When you reach the line containing "filename src/subscription.rs" in the data below, begin returning lines exactly as written, and stop once the line containing "rejected subscription for" has been returned.
+++ ENTRIES SHOWN +++
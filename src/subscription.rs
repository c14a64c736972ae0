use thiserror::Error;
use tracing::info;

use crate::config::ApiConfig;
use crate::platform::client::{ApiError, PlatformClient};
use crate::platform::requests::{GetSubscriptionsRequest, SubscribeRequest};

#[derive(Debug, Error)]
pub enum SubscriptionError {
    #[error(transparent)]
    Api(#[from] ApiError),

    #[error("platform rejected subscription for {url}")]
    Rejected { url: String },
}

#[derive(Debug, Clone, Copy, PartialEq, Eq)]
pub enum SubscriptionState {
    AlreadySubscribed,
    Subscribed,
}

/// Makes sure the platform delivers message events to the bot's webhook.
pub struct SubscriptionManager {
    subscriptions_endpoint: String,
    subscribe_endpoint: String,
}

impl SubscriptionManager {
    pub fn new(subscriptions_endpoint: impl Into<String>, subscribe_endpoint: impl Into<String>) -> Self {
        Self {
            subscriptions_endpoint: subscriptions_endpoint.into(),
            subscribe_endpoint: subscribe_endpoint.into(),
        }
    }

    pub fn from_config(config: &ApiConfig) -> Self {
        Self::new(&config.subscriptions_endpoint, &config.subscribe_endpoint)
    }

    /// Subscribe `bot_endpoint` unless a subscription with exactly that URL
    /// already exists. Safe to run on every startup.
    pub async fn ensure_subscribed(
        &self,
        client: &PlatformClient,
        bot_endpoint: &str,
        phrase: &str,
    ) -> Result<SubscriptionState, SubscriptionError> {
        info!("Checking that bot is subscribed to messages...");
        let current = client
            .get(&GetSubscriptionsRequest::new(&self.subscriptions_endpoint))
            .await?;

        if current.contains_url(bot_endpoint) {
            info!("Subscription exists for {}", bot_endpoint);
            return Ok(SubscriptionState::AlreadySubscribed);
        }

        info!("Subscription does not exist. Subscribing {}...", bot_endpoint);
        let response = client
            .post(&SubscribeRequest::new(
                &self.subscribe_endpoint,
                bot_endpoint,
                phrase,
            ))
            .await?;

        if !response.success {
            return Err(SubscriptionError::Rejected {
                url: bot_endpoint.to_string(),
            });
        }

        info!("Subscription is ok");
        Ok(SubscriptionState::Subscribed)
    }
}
+++
+++ ENTRIES SHOWN +++
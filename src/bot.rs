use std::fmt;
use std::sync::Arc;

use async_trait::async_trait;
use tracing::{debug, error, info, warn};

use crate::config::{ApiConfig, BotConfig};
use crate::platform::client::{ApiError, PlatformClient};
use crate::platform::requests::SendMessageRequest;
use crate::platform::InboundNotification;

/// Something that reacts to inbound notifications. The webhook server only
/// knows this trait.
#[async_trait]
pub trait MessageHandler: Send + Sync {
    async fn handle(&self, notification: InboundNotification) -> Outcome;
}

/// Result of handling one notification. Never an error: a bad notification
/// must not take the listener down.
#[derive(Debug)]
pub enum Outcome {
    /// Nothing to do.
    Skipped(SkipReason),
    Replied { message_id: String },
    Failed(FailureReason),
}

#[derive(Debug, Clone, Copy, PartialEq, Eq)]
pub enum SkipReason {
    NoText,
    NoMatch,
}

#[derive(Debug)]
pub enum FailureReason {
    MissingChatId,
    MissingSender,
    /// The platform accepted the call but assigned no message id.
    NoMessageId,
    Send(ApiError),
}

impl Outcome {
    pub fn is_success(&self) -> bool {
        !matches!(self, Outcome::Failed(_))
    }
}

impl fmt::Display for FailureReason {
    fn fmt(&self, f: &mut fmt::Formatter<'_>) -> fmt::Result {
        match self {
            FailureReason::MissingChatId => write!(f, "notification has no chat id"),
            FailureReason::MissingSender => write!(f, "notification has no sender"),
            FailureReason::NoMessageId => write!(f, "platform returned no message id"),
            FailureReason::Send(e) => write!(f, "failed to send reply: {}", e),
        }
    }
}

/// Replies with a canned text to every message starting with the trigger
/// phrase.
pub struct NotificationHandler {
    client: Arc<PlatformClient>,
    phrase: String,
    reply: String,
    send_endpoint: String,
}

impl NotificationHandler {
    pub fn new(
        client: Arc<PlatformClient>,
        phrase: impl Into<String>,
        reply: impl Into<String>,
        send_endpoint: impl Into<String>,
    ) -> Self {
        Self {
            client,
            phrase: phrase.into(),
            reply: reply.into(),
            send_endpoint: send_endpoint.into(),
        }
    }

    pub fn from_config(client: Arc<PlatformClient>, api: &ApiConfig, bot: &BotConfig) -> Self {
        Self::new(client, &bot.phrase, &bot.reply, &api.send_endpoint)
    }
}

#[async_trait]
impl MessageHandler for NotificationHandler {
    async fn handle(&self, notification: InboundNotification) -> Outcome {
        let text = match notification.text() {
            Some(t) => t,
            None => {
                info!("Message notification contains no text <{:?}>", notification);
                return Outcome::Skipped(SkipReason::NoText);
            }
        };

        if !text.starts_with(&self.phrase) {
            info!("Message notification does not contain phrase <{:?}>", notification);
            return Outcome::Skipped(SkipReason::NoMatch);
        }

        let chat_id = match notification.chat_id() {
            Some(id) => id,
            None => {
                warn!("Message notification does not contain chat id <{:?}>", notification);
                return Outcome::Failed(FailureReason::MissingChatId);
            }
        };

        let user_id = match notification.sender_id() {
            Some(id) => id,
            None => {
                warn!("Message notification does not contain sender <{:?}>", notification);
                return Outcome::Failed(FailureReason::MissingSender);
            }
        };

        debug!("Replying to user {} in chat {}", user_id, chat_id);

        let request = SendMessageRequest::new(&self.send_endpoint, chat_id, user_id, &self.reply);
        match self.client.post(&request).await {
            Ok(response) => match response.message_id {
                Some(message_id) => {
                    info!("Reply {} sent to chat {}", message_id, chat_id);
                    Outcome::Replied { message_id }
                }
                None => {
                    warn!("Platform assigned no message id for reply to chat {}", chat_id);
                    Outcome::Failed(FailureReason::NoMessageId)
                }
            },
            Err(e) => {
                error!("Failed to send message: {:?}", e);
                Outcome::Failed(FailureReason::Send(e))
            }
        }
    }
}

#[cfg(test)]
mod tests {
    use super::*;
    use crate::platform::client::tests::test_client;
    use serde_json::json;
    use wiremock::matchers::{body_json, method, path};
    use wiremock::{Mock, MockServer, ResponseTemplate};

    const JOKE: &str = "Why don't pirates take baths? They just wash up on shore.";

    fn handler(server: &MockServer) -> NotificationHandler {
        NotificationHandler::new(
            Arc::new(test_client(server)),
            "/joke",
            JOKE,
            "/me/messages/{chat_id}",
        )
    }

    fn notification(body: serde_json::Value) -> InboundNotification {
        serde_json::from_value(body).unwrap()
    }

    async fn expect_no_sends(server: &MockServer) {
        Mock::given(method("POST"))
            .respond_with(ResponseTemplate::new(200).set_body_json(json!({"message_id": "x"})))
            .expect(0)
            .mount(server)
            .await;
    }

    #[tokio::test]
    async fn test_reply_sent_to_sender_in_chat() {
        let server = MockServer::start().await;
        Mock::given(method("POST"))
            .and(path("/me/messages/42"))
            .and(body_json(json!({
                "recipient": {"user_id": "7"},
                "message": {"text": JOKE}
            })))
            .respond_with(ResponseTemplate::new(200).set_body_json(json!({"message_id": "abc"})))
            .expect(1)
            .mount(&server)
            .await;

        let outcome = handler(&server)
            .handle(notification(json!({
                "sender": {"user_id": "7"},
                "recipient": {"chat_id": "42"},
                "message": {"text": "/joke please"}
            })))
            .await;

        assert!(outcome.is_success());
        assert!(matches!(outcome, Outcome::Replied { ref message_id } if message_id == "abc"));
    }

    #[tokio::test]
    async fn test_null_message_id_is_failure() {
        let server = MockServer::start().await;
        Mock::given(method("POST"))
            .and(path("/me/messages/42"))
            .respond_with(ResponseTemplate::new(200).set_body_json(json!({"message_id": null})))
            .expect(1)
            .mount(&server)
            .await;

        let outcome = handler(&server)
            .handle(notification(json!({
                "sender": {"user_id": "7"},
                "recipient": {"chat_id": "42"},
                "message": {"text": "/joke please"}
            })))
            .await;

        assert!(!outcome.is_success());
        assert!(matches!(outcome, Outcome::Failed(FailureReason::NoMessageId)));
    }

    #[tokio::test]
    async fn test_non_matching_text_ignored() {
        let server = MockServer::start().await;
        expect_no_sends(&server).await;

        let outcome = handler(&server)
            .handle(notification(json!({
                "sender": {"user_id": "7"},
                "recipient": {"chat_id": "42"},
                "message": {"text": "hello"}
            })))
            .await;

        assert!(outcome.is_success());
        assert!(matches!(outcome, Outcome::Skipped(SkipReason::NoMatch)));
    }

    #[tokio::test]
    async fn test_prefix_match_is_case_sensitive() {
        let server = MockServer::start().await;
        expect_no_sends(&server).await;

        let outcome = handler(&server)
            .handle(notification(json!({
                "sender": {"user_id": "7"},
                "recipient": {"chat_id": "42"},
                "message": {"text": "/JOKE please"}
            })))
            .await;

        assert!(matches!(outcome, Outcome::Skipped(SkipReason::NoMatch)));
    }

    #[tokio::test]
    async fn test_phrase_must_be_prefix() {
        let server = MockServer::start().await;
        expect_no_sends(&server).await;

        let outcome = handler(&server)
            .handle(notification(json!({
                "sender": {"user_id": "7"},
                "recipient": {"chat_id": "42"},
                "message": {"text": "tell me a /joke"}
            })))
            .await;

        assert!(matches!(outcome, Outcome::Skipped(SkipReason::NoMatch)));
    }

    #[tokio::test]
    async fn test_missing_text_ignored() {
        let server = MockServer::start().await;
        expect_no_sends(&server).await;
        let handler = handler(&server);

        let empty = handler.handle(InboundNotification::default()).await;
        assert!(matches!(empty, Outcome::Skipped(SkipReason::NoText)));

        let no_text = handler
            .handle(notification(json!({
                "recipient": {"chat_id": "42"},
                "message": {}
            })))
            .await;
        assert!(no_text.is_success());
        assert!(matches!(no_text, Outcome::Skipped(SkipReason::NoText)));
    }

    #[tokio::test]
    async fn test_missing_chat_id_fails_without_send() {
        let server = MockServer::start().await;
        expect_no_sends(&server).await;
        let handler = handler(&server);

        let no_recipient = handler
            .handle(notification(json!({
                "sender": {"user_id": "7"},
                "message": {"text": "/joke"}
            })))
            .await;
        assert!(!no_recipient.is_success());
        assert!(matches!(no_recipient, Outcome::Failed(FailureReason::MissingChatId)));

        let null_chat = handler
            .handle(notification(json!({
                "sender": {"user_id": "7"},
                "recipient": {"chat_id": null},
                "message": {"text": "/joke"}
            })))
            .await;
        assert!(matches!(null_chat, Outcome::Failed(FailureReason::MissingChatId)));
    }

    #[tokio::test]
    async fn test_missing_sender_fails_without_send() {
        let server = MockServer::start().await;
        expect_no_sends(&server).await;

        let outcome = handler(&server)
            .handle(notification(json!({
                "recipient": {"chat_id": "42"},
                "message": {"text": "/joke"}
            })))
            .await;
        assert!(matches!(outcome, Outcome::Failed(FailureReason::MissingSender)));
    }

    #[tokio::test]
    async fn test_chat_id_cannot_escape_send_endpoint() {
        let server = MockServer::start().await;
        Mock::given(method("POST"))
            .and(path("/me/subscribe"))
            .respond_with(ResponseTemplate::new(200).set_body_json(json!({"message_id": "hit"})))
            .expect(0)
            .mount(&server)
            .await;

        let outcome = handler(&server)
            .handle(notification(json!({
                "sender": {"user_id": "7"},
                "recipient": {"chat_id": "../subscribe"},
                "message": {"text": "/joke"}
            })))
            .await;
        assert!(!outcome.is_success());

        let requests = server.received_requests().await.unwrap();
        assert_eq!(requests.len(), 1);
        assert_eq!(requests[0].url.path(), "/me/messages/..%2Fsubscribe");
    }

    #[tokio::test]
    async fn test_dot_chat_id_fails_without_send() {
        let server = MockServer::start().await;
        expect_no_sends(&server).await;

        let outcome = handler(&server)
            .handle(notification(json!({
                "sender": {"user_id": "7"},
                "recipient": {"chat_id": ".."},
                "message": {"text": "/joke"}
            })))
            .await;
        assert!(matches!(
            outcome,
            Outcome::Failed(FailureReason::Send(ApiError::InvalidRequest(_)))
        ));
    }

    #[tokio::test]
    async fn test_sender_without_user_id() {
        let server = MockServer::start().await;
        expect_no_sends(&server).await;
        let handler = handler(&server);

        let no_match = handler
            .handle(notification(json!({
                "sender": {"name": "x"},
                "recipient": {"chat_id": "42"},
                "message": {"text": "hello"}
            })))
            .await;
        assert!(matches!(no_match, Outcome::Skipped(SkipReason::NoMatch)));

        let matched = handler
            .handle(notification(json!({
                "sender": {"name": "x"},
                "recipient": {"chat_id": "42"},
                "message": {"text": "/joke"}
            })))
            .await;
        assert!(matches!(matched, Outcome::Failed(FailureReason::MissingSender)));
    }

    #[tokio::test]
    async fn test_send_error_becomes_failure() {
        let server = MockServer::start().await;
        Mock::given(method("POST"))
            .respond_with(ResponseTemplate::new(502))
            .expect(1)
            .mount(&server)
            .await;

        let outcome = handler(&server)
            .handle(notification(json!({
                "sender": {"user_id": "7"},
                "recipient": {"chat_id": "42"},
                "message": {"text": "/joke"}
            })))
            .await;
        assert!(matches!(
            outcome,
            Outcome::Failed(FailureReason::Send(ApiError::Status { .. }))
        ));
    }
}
+++
+++ ENTRIES SHOWN +++
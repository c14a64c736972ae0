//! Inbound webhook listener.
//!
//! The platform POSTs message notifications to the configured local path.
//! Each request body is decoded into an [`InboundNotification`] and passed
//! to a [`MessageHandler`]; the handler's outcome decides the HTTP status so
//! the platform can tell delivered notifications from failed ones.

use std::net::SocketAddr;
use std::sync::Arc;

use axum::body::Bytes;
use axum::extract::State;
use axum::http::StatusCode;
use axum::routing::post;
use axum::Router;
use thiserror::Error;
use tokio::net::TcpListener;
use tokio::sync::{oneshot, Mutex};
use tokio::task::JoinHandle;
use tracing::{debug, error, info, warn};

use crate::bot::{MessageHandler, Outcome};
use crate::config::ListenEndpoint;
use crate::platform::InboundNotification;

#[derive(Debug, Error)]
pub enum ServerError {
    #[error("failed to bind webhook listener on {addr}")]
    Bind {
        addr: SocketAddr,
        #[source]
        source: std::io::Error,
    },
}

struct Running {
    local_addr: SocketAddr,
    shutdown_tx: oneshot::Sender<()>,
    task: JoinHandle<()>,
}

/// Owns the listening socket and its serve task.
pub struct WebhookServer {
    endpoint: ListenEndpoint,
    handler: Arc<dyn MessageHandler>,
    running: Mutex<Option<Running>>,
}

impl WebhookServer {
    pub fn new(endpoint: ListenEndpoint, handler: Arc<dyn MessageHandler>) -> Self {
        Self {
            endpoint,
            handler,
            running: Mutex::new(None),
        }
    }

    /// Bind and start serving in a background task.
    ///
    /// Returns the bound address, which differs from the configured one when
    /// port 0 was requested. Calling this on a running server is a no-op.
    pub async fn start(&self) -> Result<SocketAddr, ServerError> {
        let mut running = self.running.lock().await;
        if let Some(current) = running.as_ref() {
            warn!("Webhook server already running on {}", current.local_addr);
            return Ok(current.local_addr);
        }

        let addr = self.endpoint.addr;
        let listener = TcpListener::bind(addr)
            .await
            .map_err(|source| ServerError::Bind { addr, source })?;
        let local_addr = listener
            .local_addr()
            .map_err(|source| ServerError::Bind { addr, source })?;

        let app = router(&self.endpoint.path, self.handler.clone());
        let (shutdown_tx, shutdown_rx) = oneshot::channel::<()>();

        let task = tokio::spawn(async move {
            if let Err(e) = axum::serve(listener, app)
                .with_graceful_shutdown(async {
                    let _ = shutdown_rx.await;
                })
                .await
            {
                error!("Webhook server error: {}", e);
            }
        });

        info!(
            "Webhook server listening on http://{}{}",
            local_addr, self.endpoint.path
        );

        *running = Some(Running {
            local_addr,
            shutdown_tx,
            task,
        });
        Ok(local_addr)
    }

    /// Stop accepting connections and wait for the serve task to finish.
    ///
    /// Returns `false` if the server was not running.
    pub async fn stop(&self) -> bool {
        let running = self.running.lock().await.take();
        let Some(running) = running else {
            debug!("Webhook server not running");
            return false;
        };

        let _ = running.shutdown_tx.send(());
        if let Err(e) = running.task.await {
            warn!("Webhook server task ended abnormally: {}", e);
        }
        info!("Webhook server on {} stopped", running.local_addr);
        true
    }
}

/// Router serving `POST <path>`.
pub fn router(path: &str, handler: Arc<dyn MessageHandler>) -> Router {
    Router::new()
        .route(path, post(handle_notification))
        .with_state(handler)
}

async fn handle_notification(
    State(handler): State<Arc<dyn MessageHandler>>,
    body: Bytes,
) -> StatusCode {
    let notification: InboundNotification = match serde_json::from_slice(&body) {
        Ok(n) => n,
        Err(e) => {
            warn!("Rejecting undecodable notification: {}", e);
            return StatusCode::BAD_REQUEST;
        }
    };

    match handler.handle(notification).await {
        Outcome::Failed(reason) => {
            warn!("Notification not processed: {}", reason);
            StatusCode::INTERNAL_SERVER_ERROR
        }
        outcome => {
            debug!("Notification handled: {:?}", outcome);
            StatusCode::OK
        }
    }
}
+++
> _SOLVED EXERCISE_:
filename src/subscription.rs
repository c14a64c736972ae0
use thiserror::Error;
use tracing::info;

use crate::config::ApiConfig;
use crate::platform::client::{ApiError, PlatformClient};
use crate::platform::requests::{GetSubscriptionsRequest, SubscribeRequest};

#[derive(Debug, Error)]
pub enum SubscriptionError {
    #[error(transparent)]
    Api(#[from] ApiError),

    #[error("platform rejected subscription for {url}")]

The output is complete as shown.